## [TO DO]
Answer with the exact lines of the following material from the one containing "pub fn clear(&mut" through the one containing "have been inserted.", both end lines included.

## [PROVIDED ENTRIES]
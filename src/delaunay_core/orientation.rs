/// Relative tolerance shared by every predicate of this crate.
///
/// Determinants are compared against `EPSILON` times the matching power of the largest
/// coordinate offset involved: the square for orientation tests, the fourth power for
/// circumcircle tests. Smaller determinants are treated as zero. Results therefore do not
/// depend on the scale of the input. Using different tolerances for the two predicates
/// can produce missing or overlapping triangles.
pub const EPSILON: f64 = 1.0e-10;

/// Describes the orientation of an ordered point triplet `(p, q, r)`.
///
/// Created by [orientation](crate::orientation).
#[derive(Debug, Clone, Copy, PartialEq, Eq, Hash)]
pub enum Orientation {
    /// The three points lie on a common line (within [EPSILON]).
    Collinear,
    /// `r` lies to the right of the directed line `p -> q`.
    Clockwise,
    /// `r` lies to the left of the directed line `p -> q`.
    CounterClockwise,
}

impl Orientation {
    #[inline]
    pub(crate) fn from_determinant(s: f64, tolerance: f64) -> Orientation {
        if s > tolerance {
            Orientation::CounterClockwise
        } else if s < -tolerance {
            Orientation::Clockwise
        } else {
            Orientation::Collinear
        }
    }

    /// Returns `true` if the triplet is collinear.
    #[inline]
    pub fn is_collinear(self) -> bool {
        self == Orientation::Collinear
    }

    /// Returns `true` if the triplet is ordered counter clockwise.
    ///
    /// For left-handed coordinate systems, this method returns if the triplet is ordered clockwise.
    pub fn is_ccw(self) -> bool {
        self == Orientation::CounterClockwise
    }

    /// Returns `true` if the triplet is ordered clockwise.
    pub fn is_cw(self) -> bool {
        self == Orientation::Clockwise
    }

    /// Returns the orientation of the reversed triplet.
    pub fn reversed(self) -> Orientation {
        match self {
            Orientation::Collinear => Orientation::Collinear,
            Orientation::Clockwise => Orientation::CounterClockwise,
            Orientation::CounterClockwise => Orientation::Clockwise,
        }
    }
}
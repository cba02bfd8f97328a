use thiserror::Error;

use crate::{InsertionError, Point2};

/// Error returned by [TriangulationConfig::validate](crate::TriangulationConfig::validate).
#[derive(Copy, Clone, PartialEq, Debug, Error)]
pub enum ConfigError {
    /// The point generation bounds are empty, reversed or not finite.
    #[error("min_bound ({min}) must be finite and smaller than max_bound ({max})")]
    InvalidBounds {
        /// Configured lower bound.
        min: f64,
        /// Configured upper bound.
        max: f64,
    },

    /// The super triangle multiplier is not finite or too small to enclose the bounds.
    ///
    /// *See [MIN_SUPER_TRIANGLE_SCALE](crate::MIN_SUPER_TRIANGLE_SCALE)*
    #[error("super triangle scale must be finite and larger than 2.5, got {0}")]
    InvalidSuperTriangleScale(f64),

    /// The bounding extent handed to [Engine::bootstrap](crate::Engine::bootstrap) is not
    /// a positive, finite number.
    #[error("bounding scale must be positive and finite, got {0}")]
    InvalidBoundingScale(f64),
}

/// The error type used by [Engine](crate::Engine) and
/// [TriangulationSession](crate::TriangulationSession).
///
/// Every failing operation leaves the working mesh untouched.
#[derive(Copy, Clone, PartialEq, Debug, Error)]
pub enum TriangulationError {
    /// A point was inserted or the mesh finalized before the super triangle was created.
    #[error("the triangulation has not been bootstrapped")]
    NotBootstrapped,

    /// [Engine::bootstrap](crate::Engine::bootstrap) was called twice.
    #[error("the triangulation has already been bootstrapped")]
    AlreadyBootstrapped,

    /// A point was inserted after the super triangle had been stripped.
    #[error("the triangulation has already been finalized")]
    AlreadyFinalized,

    /// A point coordinate can not be handled by the exact predicates.
    #[error("invalid coordinate: {0}")]
    InvalidCoordinate(#[from] InsertionError),

    /// Three collinear points were about to form a triangle.
    #[error("degenerate triangle ({a:?}, {b:?}, {c:?}) has zero area")]
    DegenerateTriangle {
        /// First vertex
        a: Point2<f64>,
        /// Second vertex
        b: Point2<f64>,
        /// Third vertex
        c: Point2<f64>,
    },

    /// The inserted point is equal to an existing vertex of the mesh.
    #[error("point {position:?} coincides with an existing vertex")]
    CoincidentVertex {
        /// The rejected position
        position: Point2<f64>,
    },

    /// The inserted point does not lie strictly inside the super triangle.
    #[error("point {position:?} lies outside of the super triangle")]
    OutsideSuperTriangle {
        /// The rejected position
        position: Point2<f64>,
    },

    /// No circumcircle of the working mesh contains the point.
    ///
    /// Happens for points inside a cavity that an [EdgeFilter](crate::EdgeFilter) left open.
    #[error("no triangle circumcircle contains point {position:?}")]
    EmptyCavity {
        /// The rejected position
        position: Point2<f64>,
    },

    /// The configuration used for bootstrapping is invalid.
    #[error("invalid configuration: {0}")]
    InvalidConfig(#[from] ConfigError),
}
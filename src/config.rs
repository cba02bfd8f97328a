use alloc::vec::Vec;

use rand::distributions::uniform::SampleUniform;
use rand::Rng;

#[cfg(feature = "serde")]
use serde::{Deserialize, Serialize};

use crate::{ConfigError, CoordinateNum, Point2};

/// The smallest super triangle scale for which the whole square
/// `[-bounding_scale, bounding_scale]²` lies strictly inside the super triangle.
pub const MIN_SUPER_TRIANGLE_SCALE: f64 = 2.5;

/// Controls point generation and the size of the super triangle.
///
/// None of these values influence the triangulation itself, only the bootstrap geometry
/// and which points are generated.
///
/// The following parameters will be used by `Self::default` and [Self::new]:
/// * `min_bound`: 0
/// * `max_bound`: 10
/// * `max_point_count`: 10
/// * `super_triangle_scale`: 3
/// * `bounding_center`: the origin
///
/// # Example
///
/// ```
/// use rand::SeedableRng;
/// use trowel::{Point2, TriangulationConfig};
///
/// let config = TriangulationConfig::<f64>::new()
///     .with_bounds(-2.0, 2.0)
///     .with_max_point_count(25)
///     .with_super_triangle_scale(4.0);
/// assert!(config.validate().is_ok());
/// assert_eq!(config.bounding_scale(), 2.0);
///
/// let mut rng = rand::rngs::StdRng::seed_from_u64(7);
/// let points = config.generate_points(&mut rng)?;
/// assert_eq!(points.len(), 25);
/// # Ok::<(), trowel::ConfigError>(())
/// ```
#[derive(Debug, PartialEq, Clone, Copy)]
#[cfg_attr(
    feature = "serde",
    derive(Serialize, Deserialize),
    serde(crate = "serde")
)]
pub struct TriangulationConfig<S> {
    min_bound: S,
    max_bound: S,
    max_point_count: usize,
    super_triangle_scale: S,
    bounding_center: Point2<S>,
}

impl<S: CoordinateNum> Default for TriangulationConfig<S> {
    fn default() -> Self {
        Self {
            min_bound: S::zero(),
            max_bound: S::from(10.0f32),
            max_point_count: 10,
            super_triangle_scale: S::from(3.0f32),
            bounding_center: Point2::new(S::zero(), S::zero()),
        }
    }
}

impl<S: CoordinateNum> TriangulationConfig<S> {
    /// Creates a new configuration.
    ///
    /// Refer to the [struct definition](Self) for the default values.
    pub fn new() -> Self {
        Self::default()
    }

    /// Sets the range in which [Self::generate_points] places points on both axes.
    pub fn with_bounds(mut self, min_bound: S, max_bound: S) -> Self {
        self.min_bound = min_bound;
        self.max_bound = max_bound;
        self
    }

    /// Sets the number of points generated by [Self::generate_points].
    pub fn with_max_point_count(mut self, max_point_count: usize) -> Self {
        self.max_point_count = max_point_count;
        self
    }

    /// Sets the size of the super triangle relative to the [bounding scale](Self::bounding_scale).
    ///
    /// Must be larger than [MIN_SUPER_TRIANGLE_SCALE].
    pub fn with_super_triangle_scale(mut self, super_triangle_scale: S) -> Self {
        self.super_triangle_scale = super_triangle_scale;
        self
    }

    /// Moves the super triangle. Defaults to the origin.
    pub fn with_bounding_center(mut self, bounding_center: Point2<S>) -> Self {
        self.bounding_center = bounding_center;
        self
    }

    /// Lower bound of generated coordinates.
    pub fn min_bound(&self) -> S {
        self.min_bound
    }

    /// Upper bound of generated coordinates.
    pub fn max_bound(&self) -> S {
        self.max_bound
    }

    /// Number of generated points.
    pub fn max_point_count(&self) -> usize {
        self.max_point_count
    }

    /// Super triangle multiplier.
    pub fn super_triangle_scale(&self) -> S {
        self.super_triangle_scale
    }

    /// Center of the super triangle.
    pub fn bounding_center(&self) -> Point2<S> {
        self.bounding_center
    }

    /// Returns the largest distance between the [bounding center](Self::bounding_center) and
    /// either bound, measured separately on both axes.
    ///
    /// Every point produced by [Self::generate_points] lies within
    /// `bounding_center ± bounding_scale` on both axes.
    pub fn bounding_scale(&self) -> S {
        let Point2 { x, y } = self.bounding_center;
        [
            self.min_bound - x,
            self.max_bound - x,
            self.min_bound - y,
            self.max_bound - y,
        ]
        .into_iter()
        .map(|offset| offset.abs())
        .fold(S::zero(), |largest, offset| {
            if offset > largest {
                offset
            } else {
                largest
            }
        })
    }

    /// Returns the corners of the square `[-1, 1]²`, scaled by the bounding scale and moved
    /// to the bounding center.
    pub fn bounds(&self) -> [Point2<S>; 4] {
        let scale = self.bounding_scale();
        let center = self.bounding_center;
        [
            Point2::new(scale, scale),
            Point2::new(-scale, scale),
            Point2::new(-scale, -scale),
            Point2::new(scale, -scale),
        ]
        .map(|corner| corner.add(center))
    }

    /// Checks that the bounds form a non empty, finite range and that the super triangle is
    /// large enough to contain them.
    pub fn validate(&self) -> Result<(), ConfigError> {
        let min: f64 = self.min_bound.into();
        let max: f64 = self.max_bound.into();
        if !(min.is_finite() && max.is_finite() && min < max) {
            return Err(ConfigError::InvalidBounds { min, max });
        }

        let scale: f64 = self.super_triangle_scale.into();
        if !(scale.is_finite() && scale > MIN_SUPER_TRIANGLE_SCALE) {
            return Err(ConfigError::InvalidSuperTriangleScale(scale));
        }

        let center = self.bounding_center.to_f64();
        if !(center.x.is_finite() && center.y.is_finite()) {
            return Err(ConfigError::InvalidBounds { min, max });
        }
        Ok(())
    }
}

impl<S: CoordinateNum + SampleUniform> TriangulationConfig<S> {
    /// Draws [Self::max_point_count] points uniformly from `[min_bound, max_bound)` on both axes.
    ///
    /// Fails if the configuration does not [validate](Self::validate).
    pub fn generate_points<R: Rng + ?Sized>(
        &self,
        rng: &mut R,
    ) -> Result<Vec<Point2<S>>, ConfigError> {
        self.validate()?;
        Ok((0..self.max_point_count)
            .map(|_| {
                let x = rng.gen_range(self.min_bound..self.max_bound);
                let y = rng.gen_range(self.min_bound..self.max_bound);
                Point2::new(x, y)
            })
            .collect())
    }
}
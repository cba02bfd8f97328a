use alloc::vec::Vec;

use tracing::{debug, warn};

use crate::{
    ConstraintFilter, CoordinateNum, Edge, EdgeFilter, Engine, EngineState, InsertionReport,
    Point2, Triangle, TriangulationError, Unconstrained,
};

/// Outcome of a single [TriangulationSession::step].
#[derive(Debug, Clone, PartialEq)]
pub enum SessionStep<S: CoordinateNum> {
    /// The point at `index` of the point list was inserted.
    Inserted {
        /// Index into [TriangulationSession::points]
        index: usize,
        /// Details of the insertion
        report: InsertionReport<S>,
    },
    /// All points were consumed and the super triangle has been stripped.
    Finalized {
        /// Number of triangles of the final mesh
        num_triangles: usize,
    },
    /// The session was already finalized. Nothing happened.
    Finished,
}

/// Drives an [Engine] through a list of points, one insertion per step.
///
/// A session makes intermediate meshes observable: after every [step](Self::step), the
/// working mesh and the cavity boundary of the last insertion can be inspected. Once all
/// points are consumed, the next step finalizes the engine.
///
/// # Example
/// ```
/// use trowel::{DelaunayEngine, DelaunaySession, Point2, SessionStep, TriangulationError};
///
/// # fn main() -> Result<(), TriangulationError> {
/// let points = vec![
///     Point2::new(1.0, 1.0),
///     Point2::new(-1.0, 1.0),
///     Point2::new(-1.0, -1.0),
///     Point2::new(1.0, -1.0),
/// ];
/// let mut session = DelaunaySession::new(DelaunayEngine::default(), points)?;
///
/// assert!(matches!(session.step()?, SessionStep::Inserted { index: 0, .. }));
/// assert_eq!(session.remaining(), 3);
///
/// let triangles = session.run()?;
/// assert_eq!(triangles.len(), 2);
/// # Ok(()) }
/// ```
#[derive(Debug, Clone)]
pub struct TriangulationSession<S: CoordinateNum, F = Unconstrained> {
    engine: Engine<S, F>,
    points: Vec<Point2<S>>,
    next_point: usize,
}

/// A session producing an unconstrained Delaunay triangulation.
pub type DelaunaySession<S> = TriangulationSession<S, Unconstrained>;

/// A session respecting a set of constraint segments.
pub type ConstrainedSession<S> = TriangulationSession<S, ConstraintFilter<S>>;

impl<S: CoordinateNum, F: EdgeFilter<S>> TriangulationSession<S, F> {
    /// Creates a new session.
    ///
    /// An engine in [EngineState::Empty] is bootstrapped from its configuration, see
    /// [Engine::bootstrap_from_config]. Engines that are already bootstrapped are used as is.
    pub fn new(
        mut engine: Engine<S, F>,
        points: impl IntoIterator<Item = Point2<S>>,
    ) -> Result<Self, TriangulationError> {
        if engine.state() == EngineState::Empty {
            engine.bootstrap_from_config()?;
        }
        Ok(TriangulationSession {
            engine,
            points: points.into_iter().collect(),
            next_point: 0,
        })
    }

    /// Inserts the next point or finalizes the engine once all points are consumed.
    ///
    /// A point that fails to insert is skipped: the error is returned and the next call
    /// continues with the following point. The mesh is not modified by a failed insertion.
    pub fn step(&mut self) -> Result<SessionStep<S>, TriangulationError> {
        if self.engine.state() == EngineState::Finalized {
            return Ok(SessionStep::Finished);
        }

        match self.points.get(self.next_point).copied() {
            Some(point) => {
                let index = self.next_point;
                self.next_point += 1;
                match self.engine.insert_point(point) {
                    Ok(report) => Ok(SessionStep::Inserted { index, report }),
                    Err(error) => {
                        warn!(index, ?point, %error, "skipping point");
                        Err(error)
                    }
                }
            }
            None => {
                let num_triangles = self.engine.finalize()?.len();
                debug!(num_triangles, "session finished");
                Ok(SessionStep::Finalized { num_triangles })
            }
        }
    }

    /// Steps until the session is finalized and returns the final mesh.
    ///
    /// Stops at the first failing point. Calling `run` again continues after it.
    pub fn run(&mut self) -> Result<&[Triangle<S>], TriangulationError> {
        loop {
            match self.step()? {
                SessionStep::Inserted { .. } => continue,
                SessionStep::Finalized { .. } | SessionStep::Finished => break,
            }
        }
        self.engine.finalize()
    }

    /// Appends a point that will be inserted by a later step.
    pub fn push_point(&mut self, point: Point2<S>) -> Result<(), TriangulationError> {
        if self.engine.state() == EngineState::Finalized {
            return Err(TriangulationError::AlreadyFinalized);
        }
        self.points.push(point);
        Ok(())
    }

    /// Discards all points and triangles and bootstraps the engine again.
    pub fn clear(&mut self) -> Result<(), TriangulationError> {
        self.points.clear();
        self.next_point = 0;
        self.engine.reset();
        self.engine.bootstrap_from_config()
    }

    /// Returns the working mesh, including triangles connected to the super triangle.
    pub fn current_triangles(&self) -> &[Triangle<S>] {
        self.engine.current_triangles()
    }

    /// Returns the final mesh once the session is finalized.
    pub fn final_triangles(&self) -> Option<&[Triangle<S>]> {
        self.engine.final_triangles()
    }

    /// Returns the cavity boundary of the most recent insertion.
    pub fn boundary_edges(&self) -> &[Edge<S>] {
        self.engine.boundary_edges()
    }

    /// Returns all points of this session, including those that have been inserted.
    pub fn points(&self) -> &[Point2<S>] {
        &self.points
    }

    /// Returns the number of points not yet processed.
    pub fn remaining(&self) -> usize {
        self.points.len() - self.next_point
    }

    /// Returns the underlying engine.
    pub fn engine(&self) -> &Engine<S, F> {
        &self.engine
    }
}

## [REPLY]
    pub fn clear(&mut self) -> Result<(), TriangulationError> {
        self.points.clear();
        self.next_point = 0;
        self.engine.reset();
        self.engine.bootstrap_from_config()
    }

    /// Returns the working mesh, including triangles connected to the super triangle.
    pub fn current_triangles(&self) -> &[Triangle<S>] {
        self.engine.current_triangles()
    }

    /// Returns the final mesh once the session is finalized.
    pub fn final_triangles(&self) -> Option<&[Triangle<S>]> {
        self.engine.final_triangles()
    }

    /// Returns the cavity boundary of the most recent insertion.
    pub fn boundary_edges(&self) -> &[Edge<S>] {
        self.engine.boundary_edges()
    }

    /// Returns all points of this session, including those that have been inserted.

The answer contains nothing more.